In ADM and ALM approaches, lift and drag coefficients are used to determine the rotational effect of the blades. These coefficients depend on the angle of attack of the blades, and are usually obtained through wind tunnel measurements, or by performing CFD computations of wind interaction with a turbine rotor.

One can assume that air is inviscid and incompressible, and that wind is an irrotational flow, and hence use velocity potential to describe the three-dimensional flow around a rotor. In vortex lattice method, based on the ideal fluid flow assumption, discrete vortex sheets are distributed over the blade geometry to model the lift. The empirical lift and drag coefficients are used in this method. In boundary-element method, also based on the ideal fluid flow assumption, the blade geometry is recreated by distributing sources and sinks and the equations are used by the Green theorem, see Morino (1993). In both three-dimensional models, the wake flow is approximated by adding vortex elements which are distributed on points or lines and shed from the trailing edge of the blades.

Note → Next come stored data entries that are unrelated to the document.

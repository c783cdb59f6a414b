#![deny(warnings)]

use anyhow::Context;
use clap::{Parser, Subcommand};
use comadre_core::config::{
    parse_base_url, resolve_api_key, resolve_history_cap, resolve_optional_string,
    resolve_string_with_default, resolve_table_name, AppConfig, Env, LlmConfig, StdEnv,
    StoreConfig, DEFAULT_ATTEMPT_TIMEOUT_MS, DEFAULT_DATA_DIR, DEFAULT_LLM_BASE_URL,
    DEFAULT_LLM_MODEL, DEFAULT_TURN_BUDGET_MS, ENV_DATA_DIR, ENV_GROQ_API_KEY, ENV_LLM_BASE_URL,
    ENV_LLM_MODEL,
};
use comadre_core::dialogue::DialogueManager;
use comadre_core::generate::{
    OpenAiCompatibleGenerator, ResilientGenerator, ResponseGenerator, ScriptedGenerator,
};
use comadre_core::memory::JsonFileProfileStore;
use comadre_core::mood::LexiconMoodClassifier;
use comadre_core::prompt::PromptComposer;
use comadre_core::skill::{
    RequestEnvelope, ResponseEnvelope, INTENT_CLEAR_MEMORY, INTENT_CONVERSATION, INTENT_HELP,
    INTENT_PROVIDE_NAME, INTENT_STOP, SLOT_USER_INPUT, SLOT_USER_NAME,
};
use std::path::PathBuf;
use std::time::Duration;
use tokio::io::{AsyncBufReadExt, AsyncReadExt, AsyncWriteExt, BufReader};
use tracing_subscriber::EnvFilter;

#[derive(Parser, Debug)]
#[command(name = "comadre")]
#[command(about = "Spanish-speaking voice companion that remembers and adapts to mood")]
struct Args {
    #[command(subcommand)]
    command: Command,

    #[command(flatten)]
    config: ConfigArgs,

    #[arg(long, default_value = "info")]
    log_level: String,
}

#[derive(clap::Args, Debug)]
struct ConfigArgs {
    /// Profile table; one JSON document per user under <data-dir>/<table>.
    #[arg(long)]
    table: Option<String>,

    #[arg(long)]
    data_dir: Option<PathBuf>,

    #[arg(long)]
    groq_api_key: Option<String>,

    #[arg(long)]
    llm_base_url: Option<String>,

    #[arg(long)]
    model: Option<String>,

    #[arg(long)]
    history_cap: Option<usize>,

    #[arg(long, default_value_t = DEFAULT_ATTEMPT_TIMEOUT_MS)]
    attempt_timeout_ms: u64,

    #[arg(long, default_value_t = DEFAULT_TURN_BUDGET_MS)]
    turn_budget_ms: u64,

    /// Answer with canned replies instead of calling the model.
    #[arg(long, default_value_t = false)]
    offline: bool,
}

#[derive(Subcommand, Debug)]
enum Command {
    /// Handle one request envelope and print the response envelope.
    Handle {
        /// Path to the request JSON, or `-` for stdin.
        #[arg(long, default_value = "-")]
        event: String,
    },
    /// Talk to the companion from the terminal.
    Chat {
        #[arg(long, default_value = "local-user")]
        user_id: String,
    },
}

#[tokio::main]
async fn main() -> anyhow::Result<()> {
    let Args {
        command,
        config,
        log_level,
    } = Args::parse();
    init_tracing(&log_level)?;

    let env = StdEnv;
    let cfg = build_config(config, &env)?;

    tracing::info!(
        table = cfg.store.table.as_str(),
        data_dir = %cfg.store.data_dir.display(),
        model = %cfg.llm.model,
        offline = cfg.offline,
        "config loaded"
    );

    if cfg.offline {
        run(cfg, ScriptedGenerator::new(), command).await
    } else {
        let key = cfg
            .llm
            .api_key
            .clone()
            .context("llm credential missing after validation")?;
        let generator = OpenAiCompatibleGenerator::new(&cfg.llm, key)?;
        run(cfg, generator, command).await
    }
}

async fn run<G: ResponseGenerator>(cfg: AppConfig, generator: G, command: Command) -> anyhow::Result<()> {
    let store = JsonFileProfileStore::open(&cfg.store)
        .await
        .with_context(|| format!("opening profile store at {}", cfg.store.table_dir().display()))?;
    let manager = DialogueManager::new(
        store,
        LexiconMoodClassifier::new(),
        PromptComposer::from_llm(&cfg.llm),
        ResilientGenerator::new(generator, cfg.llm.attempt_timeout, cfg.turn_budget),
        cfg.store.history_cap,
    );

    match command {
        Command::Handle { event } => handle_event(&manager, &event).await,
        Command::Chat { user_id } => chat(&manager, &user_id).await,
    }
}

async fn handle_event<S, C, G>(manager: &DialogueManager<S, C, G>, event: &str) -> anyhow::Result<()>
where
    S: comadre_core::memory::ProfileStore,
    C: comadre_core::mood::MoodClassifier,
    G: ResponseGenerator,
{
    let raw = if event == "-" {
        let mut buf = String::new();
        tokio::io::stdin()
            .read_to_string(&mut buf)
            .await
            .context("reading request from stdin")?;
        buf
    } else {
        tokio::fs::read_to_string(event)
            .await
            .with_context(|| format!("reading request from {event}"))?
    };
    let request: RequestEnvelope = serde_json::from_str(&raw).context("parsing request envelope")?;

    let response = manager.handle(&request).await;
    println!("{}", serde_json::to_string_pretty(&response)?);
    Ok(())
}

async fn chat<S, C, G>(manager: &DialogueManager<S, C, G>, user_id: &str) -> anyhow::Result<()>
where
    S: comadre_core::memory::ProfileStore,
    C: comadre_core::mood::MoodClassifier,
    G: ResponseGenerator,
{
    let mut out = tokio::io::stdout();
    let launch = request_envelope(user_id, serde_json::json!({ "type": "LaunchRequest" }))?;
    if speak(&mut out, manager.handle(&launch).await).await? {
        return Ok(());
    }

    let mut lines = BufReader::new(tokio::io::stdin()).lines();
    while let Some(line) = lines.next_line().await? {
        let line = line.trim();
        if line.is_empty() {
            continue;
        }
        let request = request_envelope(user_id, local_intent(line))?;
        if speak(&mut out, manager.handle(&request).await).await? {
            break;
        }
    }
    Ok(())
}

/// Prints what the companion says. Returns true when the session is over.
async fn speak(out: &mut tokio::io::Stdout, response: ResponseEnvelope) -> anyhow::Result<bool> {
    if let Some(text) = response.speech() {
        out.write_all(format!("comadre> {text}\n").as_bytes()).await?;
        out.flush().await?;
    }
    Ok(response.ends_session())
}

fn request_envelope(user_id: &str, request: serde_json::Value) -> anyhow::Result<RequestEnvelope> {
    serde_json::from_value(serde_json::json!({
        "version": "1.0",
        "session": { "new": false, "user": { "userId": user_id } },
        "request": request,
    }))
    .context("building request envelope")
}

/// Rough stand-in for the voice platform's interaction model.
fn local_intent(line: &str) -> serde_json::Value {
    let lower = line.to_lowercase();
    let (name, slot, value) = match lower.as_str() {
        "salir" | "adiós" | "adios" | "para" | "cancela" => (INTENT_STOP, None, None),
        "ayuda" => (INTENT_HELP, None, None),
        "olvida todo" | "borra mi memoria" => (INTENT_CLEAR_MEMORY, None, None),
        l if l.starts_with("me llamo ") || l.starts_with("mi nombre es ") => {
            (INTENT_PROVIDE_NAME, Some(SLOT_USER_NAME), Some(line))
        }
        _ => (INTENT_CONVERSATION, Some(SLOT_USER_INPUT), Some(line)),
    };

    let slots = match (slot, value) {
        (Some(slot), Some(value)) => serde_json::json!({ slot: { "name": slot, "value": value } }),
        _ => serde_json::json!({}),
    };
    serde_json::json!({
        "type": "IntentRequest",
        "intent": { "name": name, "slots": slots }
    })
}

fn init_tracing(level: &str) -> anyhow::Result<()> {
    let filter = EnvFilter::builder()
        .with_default_directive(
            level
                .parse()
                .with_context(|| format!("invalid --log-level: {level}"))?,
        )
        .from_env_lossy();

    tracing_subscriber::fmt()
        .with_env_filter(filter)
        .with_writer(std::io::stderr)
        .init();
    Ok(())
}

fn build_config(args: ConfigArgs, env: &impl Env) -> anyhow::Result<AppConfig> {
    let table = resolve_table_name(args.table, env)?;
    let data_dir = match args.data_dir {
        Some(dir) => dir,
        None => PathBuf::from(resolve_string_with_default(
            None,
            ENV_DATA_DIR,
            env,
            DEFAULT_DATA_DIR,
        )),
    };
    let history_cap = resolve_history_cap(args.history_cap, env)?;

    let base_url = parse_base_url(&resolve_string_with_default(
        args.llm_base_url,
        ENV_LLM_BASE_URL,
        env,
        DEFAULT_LLM_BASE_URL,
    ))?;
    let model = resolve_optional_string(args.model, ENV_LLM_MODEL, env)
        .unwrap_or_else(|| DEFAULT_LLM_MODEL.to_owned());
    let api_key = resolve_api_key(args.groq_api_key, ENV_GROQ_API_KEY, env)?;

    let cfg = AppConfig {
        store: StoreConfig {
            data_dir,
            table,
            history_cap,
        },
        llm: LlmConfig {
            base_url,
            model,
            api_key,
            attempt_timeout: Duration::from_millis(args.attempt_timeout_ms),
            ..LlmConfig::default()
        },
        turn_budget: Duration::from_millis(args.turn_budget_ms),
        offline: args.offline,
    };
    cfg.validate()?;
    Ok(cfg)
}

The trajectory of the vortex elements may be prescribed or left as an unknown to be determined by the calculations. Prescribed vortex method is used when the flow is steady, see, e.g., Melo et al. (2018). The free wake solution is applied to unsteady flows and requires substantially higher computational times, see, e.g., Zhu et al. (2002) and Jeon et al. (2014). Main limitations of these methods are due to the numerical stability of vortex models. Viscosity, which is not considered directly, plays an important role in the flow separation, formation of the wake region, and stall effects. Sebastian and Lackner (2012a, b), Qiu et al. (2014), Marten et al. (2015) and Rodriguez and Jaworski (2019), among others, have performed aerodynamic analysis of FOWTs using vortex methods. Empirical relations may be used, along with these approaches, to study complex air flows, see, e.g., Kim et al. (2010), Abedi et al. (2017), Lee and Lee (2019).

3.1.3 Low-fidelity methods

The wind loads on the blades can be approximated by the Blade Element Momentum method (BEM) suggested first by Glauert (1963). In BEM method, the flow is two-dimensional, divided into annular control volumes, and conservation of momentum and energy equation are applied to each cell. Lift and drag coefficients are defined and used in this method to determine the air-induced loads an each cell. The coefficients depend on the shape of the cells and the airflow velocity, see, for instance, Thé and Yu (2017). Prandtl’s tip loss correction is used to capture the formation of the vortices from the tip, which is a three-dimensional phenomenon. This approach is not suitable for stall effects due to the unsteady conditions and three-dimensional (3D) flow. Rotation of the rotor results in the formation of the Coriolis and centrifugal forces, which are remarkable. These are not considered in a two-dimensional (2D) presentation of the blade, see Hansen et al. (2006) and Syed Ahmed Kabir and Ng (2017) for more details. It is possible to obtain the 3D airfoil data by CFD approaches for use by the BEM, see, for instance, Du and Selig (1998), Du and Selig (2000), and Guma et al. (2018). Another limitation of BEM method is that the effect of the adjacent elements is neglected.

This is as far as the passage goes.